Before the pandemic, they brought 65,000 children affected by the fallout of the Chernobyl disaster on trips to the UK to stay with volunteer host families.

These have regularly included visits to Aberdeen, with young children enjoying trips to the beach, Codonas and Dons games. There were also host families in Inverness, but those links ceased in 2016 due to a lack of funds.

Since the Russian invasion of Ukraine, CCLL has been in communication with people directly impacted to find out what they urgently need – with past host families also reaching out to offer their support.

Children visiting Aberdeen through Chernobyl Children’s Lifeline . Aberdeen back in 2019. DCT Media. 

‘Hoped it would never come true’

Chief executive Dennis Vystavkin shared how those in Ukraine have become like members of the host’s own families over the years.

“They kept inviting them back to the UK, they went to visit them. They’ve seen their homes, their schools, their gardens. Our volunteers and host families are worried sick about their families over there – that’s what they call them,” he said.

“Many of these families have been going to bed fully dressed for weeks, and have been packed and prepared in case they need to leave home in haste.

“They’ve taken bags with basic medication and documents outside in case their house was ruined, leaving them in a stack of hay or in a pile of firewood.

“They were kind of on alert with a lot of hope that it would never come true. But it did.”

For the past two years, CCLL has been supporting families in Belarus and Ukraine through the “devastation” of Covid.

Dusk in the streets of Pripyat. Chernobyl exclusion zone, Kupuvate, Ukraine

How to help

Despite the country still being in a peak of the pandemic, the charity has had to move its efforts to the invasion crisis.

“We are now concentrating on several things – it is important to not make decisions in haste,” Mr Vystavkin added.

“We’ve got a well-established system of partnerships and we have people on the ground – local charities, social workers, local and regional authorities. We all help the people and their children.

“We’re trying to identify specific areas of need instead of collecting general aid. We’re always cooperating with them and asking what is most needed now.”

The charity plans to supply necessary items of care, including high protein and non-perishable foods They will also deliver emergency medical supplies as they know many children in the area suffer from Type 1 diabetes.

The charity has partnered with text-based service Donate to raise funds for people in Ukraine. People can choose to donate £3, £5 or £10 at a time.

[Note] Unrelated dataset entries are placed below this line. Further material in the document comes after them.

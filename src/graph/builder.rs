//! Base graph construction from bookmarks and notes.

use std::collections::{BTreeMap, HashMap, HashSet};
use std::rc::Rc;

use chrono::{DateTime, Utc};
use log::debug;
use serde_json::json;

use super::error::{GraphError, GraphResult};
use super::filter::filter_by_tag;
use super::ports::{BookmarkSource, NoteSource};
use super::types::{
	Bookmark, EdgeType, FetchScope, GraphEdge, GraphFilter, GraphNode, KnowledgeGraph,
	LinkedResource, Metadata, Note, NodeType, ResourceKind, hadith_node_id, note_node_id,
	surah_of_verse_key, theme_node_id, verse_node_id,
};

const NOTE_LABEL_CHARS: usize = 60;
const SAME_SURAH_WEIGHT: f64 = 0.5;

/// Node list plus id index. Nodes keep insertion order; a second insert of
/// the same id is a no-op.
#[derive(Debug, Default)]
pub(crate) struct GraphAssembly {
	nodes: Vec<GraphNode>,
	index: HashMap<String, usize>,
	edges: Vec<GraphEdge>,
	edge_ids: HashSet<String>,
}

impl GraphAssembly {
	pub(crate) fn from_graph(graph: KnowledgeGraph) -> Self {
		let index = graph
			.nodes
			.iter()
			.enumerate()
			.map(|(i, n)| (n.id.clone(), i))
			.collect();
		let edge_ids = graph.edges.iter().map(|e| e.id.clone()).collect();
		Self {
			nodes: graph.nodes,
			index,
			edges: graph.edges,
			edge_ids,
		}
	}

	pub(crate) fn node(&self, id: &str) -> Option<&GraphNode> {
		self.index.get(id).map(|&i| &self.nodes[i])
	}

	pub(crate) fn nodes(&self) -> &[GraphNode] {
		&self.nodes
	}

	/// Inserts the node built by `make` unless `id` is already present.
	/// Returns whether a node was added.
	pub(crate) fn ensure_node(&mut self, id: String, make: impl FnOnce(String) -> GraphNode) -> bool {
		if self.index.contains_key(&id) {
			return false;
		}
		self.index.insert(id.clone(), self.nodes.len());
		self.nodes.push(make(id));
		true
	}

	pub(crate) fn push_edge(&mut self, edge: GraphEdge) {
		self.edge_ids.insert(edge.id.clone());
		self.edges.push(edge);
	}

	/// Like `push_edge`, but skips an edge whose id is already present.
	pub(crate) fn push_edge_once(&mut self, edge: GraphEdge) -> bool {
		if self.edge_ids.contains(&edge.id) {
			return false;
		}
		self.push_edge(edge);
		true
	}

	pub(crate) fn finish(self) -> KnowledgeGraph {
		KnowledgeGraph {
			nodes: self.nodes,
			edges: self.edges,
		}
	}
}

pub(crate) fn link(
	id: String,
	source: &str,
	target: &str,
	edge_type: EdgeType,
	weight: f64,
	created_at: DateTime<Utc>,
) -> GraphEdge {
	GraphEdge {
		id,
		source_node_id: source.to_owned(),
		target_node_id: target.to_owned(),
		edge_type,
		weight,
		created_at,
	}
}

/// Builds knowledge graphs out of the user's bookmarks and notes.
pub struct GraphBuilder {
	bookmarks: Rc<dyn BookmarkSource>,
	notes: Rc<dyn NoteSource>,
}

impl GraphBuilder {
	/// Builder over the two collaborator ports.
	pub fn new(bookmarks: Rc<dyn BookmarkSource>, notes: Rc<dyn NoteSource>) -> Self {
		Self { bookmarks, notes }
	}

	/// Fetches bookmarks and notes for the filter's scope concurrently and
	/// assembles them. A tag scope narrows the notes fetched and then keeps
	/// only the component reachable from the tag's theme node.
	pub async fn generate_graph(&self, filter: &GraphFilter) -> GraphResult<KnowledgeGraph> {
		let scope = filter.scope();
		let (bookmarks, notes) =
			futures::try_join!(self.fetch_bookmarks(scope), self.fetch_notes(scope))?;
		debug!(
			"generating graph for {scope:?}: {} bookmarks, {} notes",
			bookmarks.len(),
			notes.len()
		);

		let graph = assemble(&bookmarks, &notes);
		let graph = match scope {
			FetchScope::Tag(tag) => {
				let filtered = filter_by_tag(&graph, tag);
				debug!(
					"tag filter '{tag}' kept {}/{} nodes",
					filtered.nodes.len(),
					graph.nodes.len()
				);
				filtered
			}
			_ => graph,
		};
		debug!("graph has {} nodes, {} edges", graph.nodes.len(), graph.edges.len());
		Ok(graph)
	}

	async fn fetch_bookmarks(&self, scope: FetchScope<'_>) -> GraphResult<Vec<Bookmark>> {
		let fetched = match scope {
			FetchScope::Verse(key) => self
				.bookmarks
				.get_by_verse_key(key)
				.await
				.map(|b| b.into_iter().collect()),
			FetchScope::Surah(surah) => self.bookmarks.get_by_surah(surah).await,
			FetchScope::Tag(_) | FetchScope::All => self.bookmarks.get_all().await,
		};
		fetched.map_err(GraphError::Bookmarks)
	}

	async fn fetch_notes(&self, scope: FetchScope<'_>) -> GraphResult<Vec<Note>> {
		let fetched = match scope {
			FetchScope::Verse(key) => self.notes.get_by_verse_key(key).await,
			FetchScope::Tag(tag) => self.notes.get_by_tag(tag).await,
			FetchScope::Surah(surah) => self.notes.get_by_surah(surah).await,
			FetchScope::All => self.notes.get_all().await,
		};
		fetched.map_err(GraphError::Notes)
	}
}

/// Merges already-fetched bookmarks and notes into one graph. Pure and
/// deterministic: the same input always yields the same graph.
pub fn assemble(bookmarks: &[Bookmark], notes: &[Note]) -> KnowledgeGraph {
	let mut graph = GraphAssembly::default();

	for bm in bookmarks {
		graph.ensure_node(verse_node_id(&bm.verse_key), |id| GraphNode {
			id,
			node_type: NodeType::Verse,
			label: bm.verse_key.clone(),
			verse_key: Some(bm.verse_key.clone()),
			surah_id: Some(bm.surah_id),
			metadata: Metadata::from([
				("bookmarkId".to_owned(), json!(bm.id)),
				("note".to_owned(), json!(bm.note)),
			]),
			created_at: bm.created_at,
		});
	}

	for note in notes {
		let note_id = note_node_id(&note.id);
		graph.ensure_node(note_id.clone(), |id| note_node(id, note));

		for key in &note.verse_keys {
			let verse_id = verse_node_id(key);
			graph.ensure_node(verse_id.clone(), |id| GraphNode {
				id,
				node_type: NodeType::Verse,
				label: key.clone(),
				verse_key: Some(key.clone()),
				surah_id: surah_of_verse_key(key),
				metadata: Metadata::new(),
				created_at: note.created_at,
			});
			graph.push_edge(link(
				format!("edge:ref:{}:{key}", note.id),
				&note_id,
				&verse_id,
				EdgeType::References,
				1.0,
				note.created_at,
			));
		}
	}

	add_themes(&mut graph, notes);
	add_same_surah_links(&mut graph, bookmarks);
	add_linked_hadiths(&mut graph, notes);

	graph.finish()
}

fn note_node(id: String, note: &Note) -> GraphNode {
	let label = match note.title.as_deref().map(str::trim) {
		Some(title) if !title.is_empty() => title.to_owned(),
		_ => {
			let excerpt: String = note.content.chars().take(NOTE_LABEL_CHARS).collect();
			if excerpt.trim().is_empty() {
				"Note".to_owned()
			} else {
				excerpt
			}
		}
	};
	GraphNode {
		id,
		node_type: NodeType::Note,
		label,
		verse_key: note.verse_keys.first().cloned(),
		surah_id: note
			.verse_keys
			.first()
			.and_then(|k| surah_of_verse_key(k))
			.or_else(|| note.surah_ids.first().copied()),
		metadata: Metadata::from([("tags".to_owned(), json!(note.tags))]),
		created_at: note.created_at,
	}
}

/// One theme node per distinct tag, one thematic edge per (note, tag).
fn add_themes(graph: &mut GraphAssembly, notes: &[Note]) {
	let mut earliest: HashMap<&str, DateTime<Utc>> = HashMap::new();
	for note in notes {
		for tag in &note.tags {
			earliest
				.entry(tag.as_str())
				.and_modify(|t| *t = (*t).min(note.created_at))
				.or_insert(note.created_at);
		}
	}

	for note in notes {
		let note_id = note_node_id(&note.id);
		let mut seen = HashSet::new();
		for tag in &note.tags {
			if !seen.insert(tag.as_str()) {
				continue;
			}
			let theme_id = theme_node_id(tag);
			graph.ensure_node(theme_id.clone(), |id| GraphNode {
				id,
				node_type: NodeType::Theme,
				label: tag.clone(),
				verse_key: None,
				surah_id: None,
				metadata: Metadata::new(),
				created_at: earliest.get(tag.as_str()).copied().unwrap_or(note.created_at),
			});
			graph.push_edge(link(
				format!("edge:thematic:{note_id}:{tag}"),
				&note_id,
				&theme_id,
				EdgeType::Thematic,
				1.0,
				note.created_at,
			));
		}
	}
}

/// Links every pair of distinct bookmarked verses within a surah.
fn add_same_surah_links(graph: &mut GraphAssembly, bookmarks: &[Bookmark]) {
	let mut by_surah: BTreeMap<u32, Vec<(String, DateTime<Utc>)>> = BTreeMap::new();
	for bm in bookmarks {
		let verse_id = verse_node_id(&bm.verse_key);
		let group = by_surah.entry(bm.surah_id).or_default();
		match group.iter_mut().find(|(id, _)| *id == verse_id) {
			Some((_, at)) => *at = (*at).max(bm.created_at),
			None => group.push((verse_id, bm.created_at)),
		}
	}

	for group in by_surah.values() {
		for (i, (src, src_at)) in group.iter().enumerate() {
			for (tgt, tgt_at) in &group[i + 1..] {
				graph.push_edge(link(
					format!("edge:same-surah:{src}:{tgt}"),
					src,
					tgt,
					EdgeType::SameSurah,
					SAME_SURAH_WEIGHT,
					(*src_at).max(*tgt_at),
				));
			}
		}
	}
}

/// Hadith excerpts saved on notes. Always on, independent of the ontology
/// tiers.
fn add_linked_hadiths(graph: &mut GraphAssembly, notes: &[Note]) {
	for note in notes {
		let note_id = note_node_id(&note.id);
		let hadiths = note
			.linked_resources
			.iter()
			.enumerate()
			.filter(|(_, r)| r.kind == ResourceKind::Hadith);
		for (index, resource) in hadiths {
			let hadith_id = linked_hadith_id(&note.id, index, resource);
			let node_id = hadith_node_id(&hadith_id);
			graph.ensure_node(node_id.clone(), |id| GraphNode {
				id,
				node_type: NodeType::Hadith,
				label: resource.label.clone(),
				verse_key: None,
				surah_id: None,
				metadata: hadith_metadata(resource),
				created_at: note.created_at,
			});
			graph.push_edge(link(
				format!("edge:note-hadith:{}:{hadith_id}", note.id),
				&note_id,
				&node_id,
				EdgeType::NoteHadith,
				1.0,
				note.created_at,
			));
		}
	}
}

/// `hadithId` from the resource metadata, else `<collection>-<number>`, else
/// a note-scoped fallback.
pub(crate) fn linked_hadith_id(note_id: &str, index: usize, resource: &LinkedResource) -> String {
	let meta = &resource.metadata;
	if let Some(id) = meta.get("hadithId").filter(|id| !id.is_empty()) {
		return id.clone();
	}
	match (meta.get("collection"), meta.get("hadithNumber")) {
		(Some(collection), Some(number)) => format!("{collection}-{number}"),
		_ => format!("{note_id}-{index}"),
	}
}

fn hadith_metadata(resource: &LinkedResource) -> Metadata {
	let mut metadata = Metadata::new();
	for key in ["collection", "hadithNumber"] {
		if let Some(value) = resource.metadata.get(key) {
			metadata.insert(key.to_owned(), json!(value));
		}
	}
	if !resource.preview.is_empty() {
		metadata.insert("preview".to_owned(), json!(resource.preview));
	}
	if let Some(url) = &resource.source_url {
		metadata.insert("sourceUrl".to_owned(), json!(url));
	}
	metadata
}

Donations can also be made to CCLL through their website.

Hearing from those in Ukraine

People take shelter at a building basement while the sirens sound announcing new attacks in the city of Kyiv, Ukraine. Photo: AP Photo/Emilio Morenatti.

Some of the charity’s connections have been using their poor internet service to send photos to their past host families and the CCLL volunteers – showing the true devastation of the conflict.

“These places look nothing like they did before,” Mr Vystavkin said.

He shared a message he received from a mother in Ukraine who has been hiding out in a cellar with her young family. He keeps it in front of him while the charity works on its plans to remind him of what it is all about.

He read: ““I’m a simple woman. A widow for six years. I have four kids, two of whom have serious health problems. I’ll soon be 41. I’m sitting in this dark, cold cellar with my kids and my elderly mother who has heart problems.

“There are explosions outside. We are simple people; we work our land, collect berries and pick up mushrooms. I don’t know where I’m going to spend next night. It’s cold and dark outside.

“We suffered from Chernobyl. We suffered from low income. We suffered from Covid and now the war. I’m thinking what have I done in life to deserve what is happening around us? What have my children done to deserve this all?

“We were just got born here and we don’t get to choose our parents or the place we are born in.”